* [Exercise details]: With the records as your source, report how many lines contain "static". Add no other words.

※

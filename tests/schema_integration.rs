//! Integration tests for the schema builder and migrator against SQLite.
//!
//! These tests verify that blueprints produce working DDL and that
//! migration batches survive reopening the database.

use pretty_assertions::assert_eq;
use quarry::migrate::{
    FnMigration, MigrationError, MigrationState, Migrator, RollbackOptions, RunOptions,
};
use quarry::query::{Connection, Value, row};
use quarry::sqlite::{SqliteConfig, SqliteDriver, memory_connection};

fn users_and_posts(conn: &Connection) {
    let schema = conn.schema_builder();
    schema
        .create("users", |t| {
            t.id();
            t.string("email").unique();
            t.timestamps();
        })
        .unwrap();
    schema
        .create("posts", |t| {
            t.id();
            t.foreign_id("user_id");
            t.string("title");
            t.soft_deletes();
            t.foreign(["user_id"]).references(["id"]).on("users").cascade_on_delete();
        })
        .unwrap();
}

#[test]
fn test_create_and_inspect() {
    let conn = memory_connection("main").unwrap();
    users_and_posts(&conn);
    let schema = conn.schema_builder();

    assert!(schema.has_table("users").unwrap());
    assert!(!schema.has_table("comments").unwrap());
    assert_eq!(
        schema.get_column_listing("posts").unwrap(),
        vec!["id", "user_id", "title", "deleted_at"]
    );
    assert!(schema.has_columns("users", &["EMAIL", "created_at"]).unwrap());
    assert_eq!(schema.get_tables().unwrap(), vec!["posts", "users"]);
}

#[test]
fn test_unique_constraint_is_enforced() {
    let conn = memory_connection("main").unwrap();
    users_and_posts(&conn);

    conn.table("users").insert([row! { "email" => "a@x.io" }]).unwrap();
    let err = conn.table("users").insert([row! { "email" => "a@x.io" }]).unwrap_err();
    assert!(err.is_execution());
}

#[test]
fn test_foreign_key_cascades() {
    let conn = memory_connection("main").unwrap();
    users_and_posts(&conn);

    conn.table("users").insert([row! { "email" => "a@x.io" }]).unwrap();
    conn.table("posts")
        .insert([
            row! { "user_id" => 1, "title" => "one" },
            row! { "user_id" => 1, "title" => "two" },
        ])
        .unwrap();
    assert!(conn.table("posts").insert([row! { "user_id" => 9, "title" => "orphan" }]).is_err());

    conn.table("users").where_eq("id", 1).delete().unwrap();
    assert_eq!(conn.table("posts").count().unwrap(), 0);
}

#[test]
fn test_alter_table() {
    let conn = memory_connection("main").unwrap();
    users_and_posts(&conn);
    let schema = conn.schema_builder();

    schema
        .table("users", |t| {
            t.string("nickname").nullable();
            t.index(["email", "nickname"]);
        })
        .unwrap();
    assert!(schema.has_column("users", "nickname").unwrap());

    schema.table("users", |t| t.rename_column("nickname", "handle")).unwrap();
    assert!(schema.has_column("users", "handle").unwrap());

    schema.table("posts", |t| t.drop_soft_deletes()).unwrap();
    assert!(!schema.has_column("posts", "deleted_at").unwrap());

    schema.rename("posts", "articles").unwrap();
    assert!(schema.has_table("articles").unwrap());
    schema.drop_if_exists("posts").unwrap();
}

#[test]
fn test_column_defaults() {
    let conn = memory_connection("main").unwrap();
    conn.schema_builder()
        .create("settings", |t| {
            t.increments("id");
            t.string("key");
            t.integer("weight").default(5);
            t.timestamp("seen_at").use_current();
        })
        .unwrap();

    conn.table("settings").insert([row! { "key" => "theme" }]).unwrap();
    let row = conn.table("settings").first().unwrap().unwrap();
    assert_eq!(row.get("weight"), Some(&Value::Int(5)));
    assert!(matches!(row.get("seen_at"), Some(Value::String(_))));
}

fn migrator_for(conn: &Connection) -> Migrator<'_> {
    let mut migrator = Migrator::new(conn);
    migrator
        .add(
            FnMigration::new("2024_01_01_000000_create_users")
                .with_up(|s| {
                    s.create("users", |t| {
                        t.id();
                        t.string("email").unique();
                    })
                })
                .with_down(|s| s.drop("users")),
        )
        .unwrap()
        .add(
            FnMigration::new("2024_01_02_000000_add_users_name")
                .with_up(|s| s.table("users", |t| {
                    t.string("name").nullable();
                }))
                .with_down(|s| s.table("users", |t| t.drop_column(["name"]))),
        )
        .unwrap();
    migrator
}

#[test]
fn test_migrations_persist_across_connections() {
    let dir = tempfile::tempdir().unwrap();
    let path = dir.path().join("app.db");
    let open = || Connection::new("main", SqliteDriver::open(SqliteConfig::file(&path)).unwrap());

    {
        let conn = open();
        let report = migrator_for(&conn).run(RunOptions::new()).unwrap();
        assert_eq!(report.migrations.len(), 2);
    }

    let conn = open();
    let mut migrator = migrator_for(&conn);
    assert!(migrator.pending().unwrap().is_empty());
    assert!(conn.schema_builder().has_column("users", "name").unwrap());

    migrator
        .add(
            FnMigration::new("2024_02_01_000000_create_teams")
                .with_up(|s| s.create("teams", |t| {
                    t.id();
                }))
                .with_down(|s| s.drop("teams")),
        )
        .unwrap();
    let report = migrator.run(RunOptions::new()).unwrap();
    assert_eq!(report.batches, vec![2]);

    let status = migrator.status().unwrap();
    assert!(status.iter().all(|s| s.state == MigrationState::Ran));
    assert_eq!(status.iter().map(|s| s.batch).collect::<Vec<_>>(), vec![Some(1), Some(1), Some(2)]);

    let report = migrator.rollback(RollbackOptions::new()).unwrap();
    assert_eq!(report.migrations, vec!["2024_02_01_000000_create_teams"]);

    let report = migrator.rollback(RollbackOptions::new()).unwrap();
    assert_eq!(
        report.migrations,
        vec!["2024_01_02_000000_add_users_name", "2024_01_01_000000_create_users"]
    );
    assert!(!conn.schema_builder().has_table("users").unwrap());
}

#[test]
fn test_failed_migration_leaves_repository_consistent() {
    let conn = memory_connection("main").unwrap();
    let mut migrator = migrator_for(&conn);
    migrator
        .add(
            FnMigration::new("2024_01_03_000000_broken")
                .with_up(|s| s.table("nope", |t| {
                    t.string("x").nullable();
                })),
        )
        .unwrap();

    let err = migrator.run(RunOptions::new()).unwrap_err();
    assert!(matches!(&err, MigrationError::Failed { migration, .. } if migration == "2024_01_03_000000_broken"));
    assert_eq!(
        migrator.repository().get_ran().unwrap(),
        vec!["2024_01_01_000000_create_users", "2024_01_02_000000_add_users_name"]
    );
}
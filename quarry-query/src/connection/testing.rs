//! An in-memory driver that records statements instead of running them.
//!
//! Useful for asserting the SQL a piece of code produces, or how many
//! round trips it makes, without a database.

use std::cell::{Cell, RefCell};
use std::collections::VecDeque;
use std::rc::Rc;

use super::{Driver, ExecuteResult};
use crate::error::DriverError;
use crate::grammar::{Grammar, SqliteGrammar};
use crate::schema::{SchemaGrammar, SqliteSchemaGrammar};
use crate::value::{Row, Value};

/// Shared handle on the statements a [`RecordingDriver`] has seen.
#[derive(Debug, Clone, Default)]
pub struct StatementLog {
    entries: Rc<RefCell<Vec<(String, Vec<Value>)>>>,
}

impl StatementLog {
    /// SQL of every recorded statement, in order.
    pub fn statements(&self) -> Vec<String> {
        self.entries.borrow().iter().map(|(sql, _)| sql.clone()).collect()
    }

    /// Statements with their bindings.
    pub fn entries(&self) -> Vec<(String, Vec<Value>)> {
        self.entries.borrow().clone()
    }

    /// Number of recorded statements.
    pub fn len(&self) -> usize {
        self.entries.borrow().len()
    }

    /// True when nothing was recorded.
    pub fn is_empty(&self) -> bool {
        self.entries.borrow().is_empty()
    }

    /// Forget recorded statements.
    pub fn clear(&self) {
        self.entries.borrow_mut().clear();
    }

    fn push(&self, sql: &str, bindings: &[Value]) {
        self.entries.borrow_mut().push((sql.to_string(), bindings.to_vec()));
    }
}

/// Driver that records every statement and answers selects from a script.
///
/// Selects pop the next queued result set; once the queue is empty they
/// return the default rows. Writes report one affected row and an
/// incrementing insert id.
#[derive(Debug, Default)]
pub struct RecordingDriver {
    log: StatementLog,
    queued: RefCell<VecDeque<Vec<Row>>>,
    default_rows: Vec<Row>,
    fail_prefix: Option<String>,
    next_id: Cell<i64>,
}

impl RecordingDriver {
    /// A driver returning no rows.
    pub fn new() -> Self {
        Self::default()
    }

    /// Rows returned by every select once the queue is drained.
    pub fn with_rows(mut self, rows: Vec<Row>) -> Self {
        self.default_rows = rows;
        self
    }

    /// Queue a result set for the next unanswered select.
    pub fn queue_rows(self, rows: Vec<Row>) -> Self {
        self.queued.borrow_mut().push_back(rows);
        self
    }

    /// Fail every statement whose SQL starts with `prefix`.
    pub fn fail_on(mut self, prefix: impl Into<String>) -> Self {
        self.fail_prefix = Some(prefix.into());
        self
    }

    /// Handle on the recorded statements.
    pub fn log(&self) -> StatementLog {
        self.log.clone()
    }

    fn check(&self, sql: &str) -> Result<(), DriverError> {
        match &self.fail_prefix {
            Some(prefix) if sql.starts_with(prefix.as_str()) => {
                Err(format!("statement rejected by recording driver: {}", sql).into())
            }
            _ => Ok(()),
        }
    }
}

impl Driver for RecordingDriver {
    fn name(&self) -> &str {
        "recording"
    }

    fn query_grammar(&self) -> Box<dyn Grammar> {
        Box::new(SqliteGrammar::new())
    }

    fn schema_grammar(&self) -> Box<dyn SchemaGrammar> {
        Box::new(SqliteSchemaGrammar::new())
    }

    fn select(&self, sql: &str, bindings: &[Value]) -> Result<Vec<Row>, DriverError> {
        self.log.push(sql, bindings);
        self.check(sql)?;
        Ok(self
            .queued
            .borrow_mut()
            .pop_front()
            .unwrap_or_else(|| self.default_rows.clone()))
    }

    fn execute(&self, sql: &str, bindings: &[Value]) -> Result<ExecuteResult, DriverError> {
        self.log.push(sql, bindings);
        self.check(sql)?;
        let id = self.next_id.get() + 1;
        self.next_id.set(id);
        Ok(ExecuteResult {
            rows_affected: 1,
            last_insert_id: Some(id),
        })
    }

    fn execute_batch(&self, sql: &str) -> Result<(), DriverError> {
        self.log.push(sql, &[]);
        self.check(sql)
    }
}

※

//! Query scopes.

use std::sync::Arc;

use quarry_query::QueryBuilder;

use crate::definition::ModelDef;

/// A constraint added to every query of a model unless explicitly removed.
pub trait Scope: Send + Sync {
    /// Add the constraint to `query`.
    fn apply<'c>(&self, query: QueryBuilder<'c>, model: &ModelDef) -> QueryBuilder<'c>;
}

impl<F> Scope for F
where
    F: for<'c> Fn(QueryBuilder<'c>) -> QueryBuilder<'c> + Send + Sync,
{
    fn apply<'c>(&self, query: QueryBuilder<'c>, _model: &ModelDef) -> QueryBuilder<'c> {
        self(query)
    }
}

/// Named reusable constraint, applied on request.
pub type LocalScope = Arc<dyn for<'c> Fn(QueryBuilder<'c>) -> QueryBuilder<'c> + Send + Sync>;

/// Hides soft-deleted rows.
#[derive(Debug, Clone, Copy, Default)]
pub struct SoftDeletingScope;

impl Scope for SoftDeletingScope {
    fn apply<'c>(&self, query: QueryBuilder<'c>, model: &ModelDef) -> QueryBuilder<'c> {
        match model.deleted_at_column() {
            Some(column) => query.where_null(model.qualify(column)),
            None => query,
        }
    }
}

※

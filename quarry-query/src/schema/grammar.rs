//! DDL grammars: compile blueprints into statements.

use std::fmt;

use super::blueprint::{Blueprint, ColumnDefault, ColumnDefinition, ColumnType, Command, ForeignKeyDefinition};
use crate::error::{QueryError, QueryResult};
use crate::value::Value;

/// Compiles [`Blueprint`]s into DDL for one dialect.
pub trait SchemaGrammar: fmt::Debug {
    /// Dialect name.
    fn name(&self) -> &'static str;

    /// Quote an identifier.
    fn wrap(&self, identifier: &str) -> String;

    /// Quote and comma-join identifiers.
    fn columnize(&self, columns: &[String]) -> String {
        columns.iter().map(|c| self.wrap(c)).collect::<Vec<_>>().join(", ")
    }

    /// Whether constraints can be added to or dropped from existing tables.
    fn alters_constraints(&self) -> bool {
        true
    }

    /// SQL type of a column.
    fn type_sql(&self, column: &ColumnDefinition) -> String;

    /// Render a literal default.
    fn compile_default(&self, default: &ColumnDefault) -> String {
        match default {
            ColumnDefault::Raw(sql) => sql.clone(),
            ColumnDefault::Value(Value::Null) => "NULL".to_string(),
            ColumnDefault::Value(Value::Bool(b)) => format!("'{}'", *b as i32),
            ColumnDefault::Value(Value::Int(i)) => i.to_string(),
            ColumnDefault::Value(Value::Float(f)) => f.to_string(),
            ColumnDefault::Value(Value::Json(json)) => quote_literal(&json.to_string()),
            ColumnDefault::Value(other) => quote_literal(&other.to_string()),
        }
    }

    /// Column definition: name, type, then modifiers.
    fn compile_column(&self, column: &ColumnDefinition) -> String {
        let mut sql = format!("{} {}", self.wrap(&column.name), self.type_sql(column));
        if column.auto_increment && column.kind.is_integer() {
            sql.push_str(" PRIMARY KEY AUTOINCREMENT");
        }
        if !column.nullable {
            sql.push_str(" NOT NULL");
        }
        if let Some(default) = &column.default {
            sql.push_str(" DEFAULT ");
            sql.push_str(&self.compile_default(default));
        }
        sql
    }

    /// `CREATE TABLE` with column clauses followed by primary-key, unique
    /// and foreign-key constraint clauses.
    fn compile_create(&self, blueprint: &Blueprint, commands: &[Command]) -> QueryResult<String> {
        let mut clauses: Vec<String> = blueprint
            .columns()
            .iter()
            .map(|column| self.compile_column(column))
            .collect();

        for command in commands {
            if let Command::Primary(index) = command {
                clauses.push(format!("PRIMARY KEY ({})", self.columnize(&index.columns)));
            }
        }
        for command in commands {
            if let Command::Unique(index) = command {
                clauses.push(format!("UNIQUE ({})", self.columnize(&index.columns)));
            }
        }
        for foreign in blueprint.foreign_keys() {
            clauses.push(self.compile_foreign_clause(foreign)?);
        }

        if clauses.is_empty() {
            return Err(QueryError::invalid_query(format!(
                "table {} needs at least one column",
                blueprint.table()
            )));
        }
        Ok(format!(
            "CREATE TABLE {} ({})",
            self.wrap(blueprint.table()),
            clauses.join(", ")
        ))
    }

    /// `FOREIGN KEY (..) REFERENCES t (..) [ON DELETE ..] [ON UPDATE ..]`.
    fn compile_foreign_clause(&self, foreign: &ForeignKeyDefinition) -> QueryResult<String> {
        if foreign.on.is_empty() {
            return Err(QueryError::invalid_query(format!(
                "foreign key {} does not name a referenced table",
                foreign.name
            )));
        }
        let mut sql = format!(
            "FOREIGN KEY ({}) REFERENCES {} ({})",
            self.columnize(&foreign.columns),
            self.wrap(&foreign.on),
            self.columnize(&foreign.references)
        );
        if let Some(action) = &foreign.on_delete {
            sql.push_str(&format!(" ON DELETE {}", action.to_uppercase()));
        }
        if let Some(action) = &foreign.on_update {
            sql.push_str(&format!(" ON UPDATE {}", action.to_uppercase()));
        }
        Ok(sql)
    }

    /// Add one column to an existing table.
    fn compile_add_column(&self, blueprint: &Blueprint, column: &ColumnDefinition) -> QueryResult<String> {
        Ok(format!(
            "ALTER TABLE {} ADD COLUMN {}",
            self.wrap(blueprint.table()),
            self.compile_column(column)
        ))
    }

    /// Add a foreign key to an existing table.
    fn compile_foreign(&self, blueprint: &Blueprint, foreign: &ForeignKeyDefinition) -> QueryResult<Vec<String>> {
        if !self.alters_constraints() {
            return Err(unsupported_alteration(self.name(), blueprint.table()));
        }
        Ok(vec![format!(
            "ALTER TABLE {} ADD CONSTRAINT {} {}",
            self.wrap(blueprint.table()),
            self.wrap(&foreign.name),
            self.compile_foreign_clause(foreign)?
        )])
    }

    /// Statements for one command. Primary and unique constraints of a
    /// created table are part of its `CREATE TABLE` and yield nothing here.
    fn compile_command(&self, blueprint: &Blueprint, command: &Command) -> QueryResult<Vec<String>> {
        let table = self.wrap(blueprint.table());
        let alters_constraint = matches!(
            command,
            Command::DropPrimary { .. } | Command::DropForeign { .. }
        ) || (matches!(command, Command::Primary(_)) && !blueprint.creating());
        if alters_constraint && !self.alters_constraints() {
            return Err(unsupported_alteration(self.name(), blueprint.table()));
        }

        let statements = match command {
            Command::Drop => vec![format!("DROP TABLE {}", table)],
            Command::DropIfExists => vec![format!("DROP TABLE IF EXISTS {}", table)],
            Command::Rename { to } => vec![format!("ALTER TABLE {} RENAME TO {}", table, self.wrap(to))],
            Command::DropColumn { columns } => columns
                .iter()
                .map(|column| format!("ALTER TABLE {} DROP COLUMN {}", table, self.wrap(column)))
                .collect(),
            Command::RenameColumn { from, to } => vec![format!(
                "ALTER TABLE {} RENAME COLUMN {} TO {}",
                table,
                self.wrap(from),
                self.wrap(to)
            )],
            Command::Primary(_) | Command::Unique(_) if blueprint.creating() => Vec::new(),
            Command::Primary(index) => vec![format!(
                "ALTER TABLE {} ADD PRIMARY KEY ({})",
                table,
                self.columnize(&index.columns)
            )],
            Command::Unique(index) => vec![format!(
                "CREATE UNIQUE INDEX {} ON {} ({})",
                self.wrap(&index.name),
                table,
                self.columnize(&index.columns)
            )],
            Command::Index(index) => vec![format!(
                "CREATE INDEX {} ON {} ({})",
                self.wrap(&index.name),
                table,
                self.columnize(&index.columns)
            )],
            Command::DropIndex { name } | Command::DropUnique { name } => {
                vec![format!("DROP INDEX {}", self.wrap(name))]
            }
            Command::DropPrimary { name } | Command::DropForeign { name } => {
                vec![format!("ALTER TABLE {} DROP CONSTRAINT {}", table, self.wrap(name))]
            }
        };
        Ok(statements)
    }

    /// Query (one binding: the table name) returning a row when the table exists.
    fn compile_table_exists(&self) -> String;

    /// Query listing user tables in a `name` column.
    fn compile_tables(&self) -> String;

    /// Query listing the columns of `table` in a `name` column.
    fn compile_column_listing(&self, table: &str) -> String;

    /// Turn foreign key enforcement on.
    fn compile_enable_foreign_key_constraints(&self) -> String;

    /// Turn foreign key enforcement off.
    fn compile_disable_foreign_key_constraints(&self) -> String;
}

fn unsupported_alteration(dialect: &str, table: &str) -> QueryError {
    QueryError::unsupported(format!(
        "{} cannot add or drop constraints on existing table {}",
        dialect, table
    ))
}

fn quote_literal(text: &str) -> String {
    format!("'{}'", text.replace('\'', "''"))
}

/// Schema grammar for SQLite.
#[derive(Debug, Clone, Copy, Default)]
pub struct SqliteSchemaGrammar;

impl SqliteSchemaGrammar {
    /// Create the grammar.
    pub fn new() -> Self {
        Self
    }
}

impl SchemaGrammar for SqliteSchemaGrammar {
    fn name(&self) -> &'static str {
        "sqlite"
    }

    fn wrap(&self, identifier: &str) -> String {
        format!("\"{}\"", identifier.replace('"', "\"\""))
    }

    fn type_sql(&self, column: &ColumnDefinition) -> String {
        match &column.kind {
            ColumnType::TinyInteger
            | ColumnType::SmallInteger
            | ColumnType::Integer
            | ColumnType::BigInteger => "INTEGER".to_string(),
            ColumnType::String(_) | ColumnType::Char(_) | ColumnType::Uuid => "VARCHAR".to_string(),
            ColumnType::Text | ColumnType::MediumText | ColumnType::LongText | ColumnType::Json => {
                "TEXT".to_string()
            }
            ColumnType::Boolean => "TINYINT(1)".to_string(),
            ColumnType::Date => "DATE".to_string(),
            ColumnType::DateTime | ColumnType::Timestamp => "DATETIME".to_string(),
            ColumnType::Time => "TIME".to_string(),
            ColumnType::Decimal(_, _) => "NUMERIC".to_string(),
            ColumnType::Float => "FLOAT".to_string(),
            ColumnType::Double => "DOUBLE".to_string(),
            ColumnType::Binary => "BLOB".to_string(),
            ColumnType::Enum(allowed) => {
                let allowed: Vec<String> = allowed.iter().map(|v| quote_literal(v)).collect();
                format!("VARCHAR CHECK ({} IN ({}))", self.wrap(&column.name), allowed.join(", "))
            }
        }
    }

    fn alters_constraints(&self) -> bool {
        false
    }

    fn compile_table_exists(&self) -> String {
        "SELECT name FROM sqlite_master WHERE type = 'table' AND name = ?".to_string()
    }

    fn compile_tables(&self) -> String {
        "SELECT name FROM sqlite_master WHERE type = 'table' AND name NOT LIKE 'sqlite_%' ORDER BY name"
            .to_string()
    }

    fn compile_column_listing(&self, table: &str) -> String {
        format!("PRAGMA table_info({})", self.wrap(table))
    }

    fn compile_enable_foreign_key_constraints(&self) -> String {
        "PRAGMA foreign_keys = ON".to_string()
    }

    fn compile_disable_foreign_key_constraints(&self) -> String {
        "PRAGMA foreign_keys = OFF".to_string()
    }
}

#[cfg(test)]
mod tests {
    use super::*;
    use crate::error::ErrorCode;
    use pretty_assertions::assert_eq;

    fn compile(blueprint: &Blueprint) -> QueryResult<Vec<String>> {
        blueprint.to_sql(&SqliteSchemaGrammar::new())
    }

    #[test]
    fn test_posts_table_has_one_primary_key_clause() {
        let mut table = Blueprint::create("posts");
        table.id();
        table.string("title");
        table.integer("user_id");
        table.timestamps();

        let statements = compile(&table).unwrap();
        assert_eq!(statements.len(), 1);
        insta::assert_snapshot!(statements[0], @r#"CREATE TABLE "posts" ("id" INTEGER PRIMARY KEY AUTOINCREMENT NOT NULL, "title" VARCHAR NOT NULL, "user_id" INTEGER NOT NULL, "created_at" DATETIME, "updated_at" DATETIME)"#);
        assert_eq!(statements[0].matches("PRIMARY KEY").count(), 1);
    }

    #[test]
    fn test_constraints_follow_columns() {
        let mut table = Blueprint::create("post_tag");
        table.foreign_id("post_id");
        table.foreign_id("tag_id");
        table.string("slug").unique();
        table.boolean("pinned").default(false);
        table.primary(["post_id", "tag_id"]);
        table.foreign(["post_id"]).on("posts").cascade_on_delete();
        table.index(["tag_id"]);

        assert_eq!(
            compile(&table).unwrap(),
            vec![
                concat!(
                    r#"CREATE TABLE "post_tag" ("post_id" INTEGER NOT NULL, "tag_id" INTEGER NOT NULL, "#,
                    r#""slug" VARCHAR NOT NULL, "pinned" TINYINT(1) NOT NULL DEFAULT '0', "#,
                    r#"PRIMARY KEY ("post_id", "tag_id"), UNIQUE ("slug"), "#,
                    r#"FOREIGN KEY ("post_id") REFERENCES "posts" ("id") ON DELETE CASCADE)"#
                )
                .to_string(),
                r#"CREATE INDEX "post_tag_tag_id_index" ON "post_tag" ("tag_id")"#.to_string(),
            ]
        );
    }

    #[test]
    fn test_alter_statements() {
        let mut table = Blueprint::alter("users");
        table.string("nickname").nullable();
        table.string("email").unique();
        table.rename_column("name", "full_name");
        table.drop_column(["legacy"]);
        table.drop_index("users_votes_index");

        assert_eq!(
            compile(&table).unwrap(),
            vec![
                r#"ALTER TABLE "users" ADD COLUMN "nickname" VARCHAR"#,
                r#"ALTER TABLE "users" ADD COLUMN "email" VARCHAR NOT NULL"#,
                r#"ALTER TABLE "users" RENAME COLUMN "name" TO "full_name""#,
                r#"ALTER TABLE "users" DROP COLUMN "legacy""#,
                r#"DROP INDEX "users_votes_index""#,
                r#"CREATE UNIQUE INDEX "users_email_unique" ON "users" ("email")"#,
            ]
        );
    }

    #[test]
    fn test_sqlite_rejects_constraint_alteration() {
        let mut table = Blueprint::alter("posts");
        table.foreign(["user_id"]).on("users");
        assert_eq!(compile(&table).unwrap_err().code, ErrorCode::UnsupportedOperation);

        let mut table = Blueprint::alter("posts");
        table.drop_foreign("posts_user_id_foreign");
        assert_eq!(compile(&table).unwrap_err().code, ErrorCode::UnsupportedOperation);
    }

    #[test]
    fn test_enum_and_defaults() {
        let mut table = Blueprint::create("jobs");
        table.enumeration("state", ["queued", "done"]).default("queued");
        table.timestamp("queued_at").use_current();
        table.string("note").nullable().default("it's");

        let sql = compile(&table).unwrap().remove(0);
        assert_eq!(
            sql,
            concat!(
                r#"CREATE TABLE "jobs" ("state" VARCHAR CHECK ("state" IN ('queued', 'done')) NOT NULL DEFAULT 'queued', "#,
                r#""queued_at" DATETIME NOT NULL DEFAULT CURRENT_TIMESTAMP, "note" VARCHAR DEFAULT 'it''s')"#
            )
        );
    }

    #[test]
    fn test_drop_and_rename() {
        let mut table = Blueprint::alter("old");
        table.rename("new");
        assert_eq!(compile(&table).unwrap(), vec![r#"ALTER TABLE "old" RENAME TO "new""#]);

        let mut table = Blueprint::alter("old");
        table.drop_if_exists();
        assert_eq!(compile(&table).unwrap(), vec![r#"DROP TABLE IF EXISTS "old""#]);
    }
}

※

* [Worked solution]: 2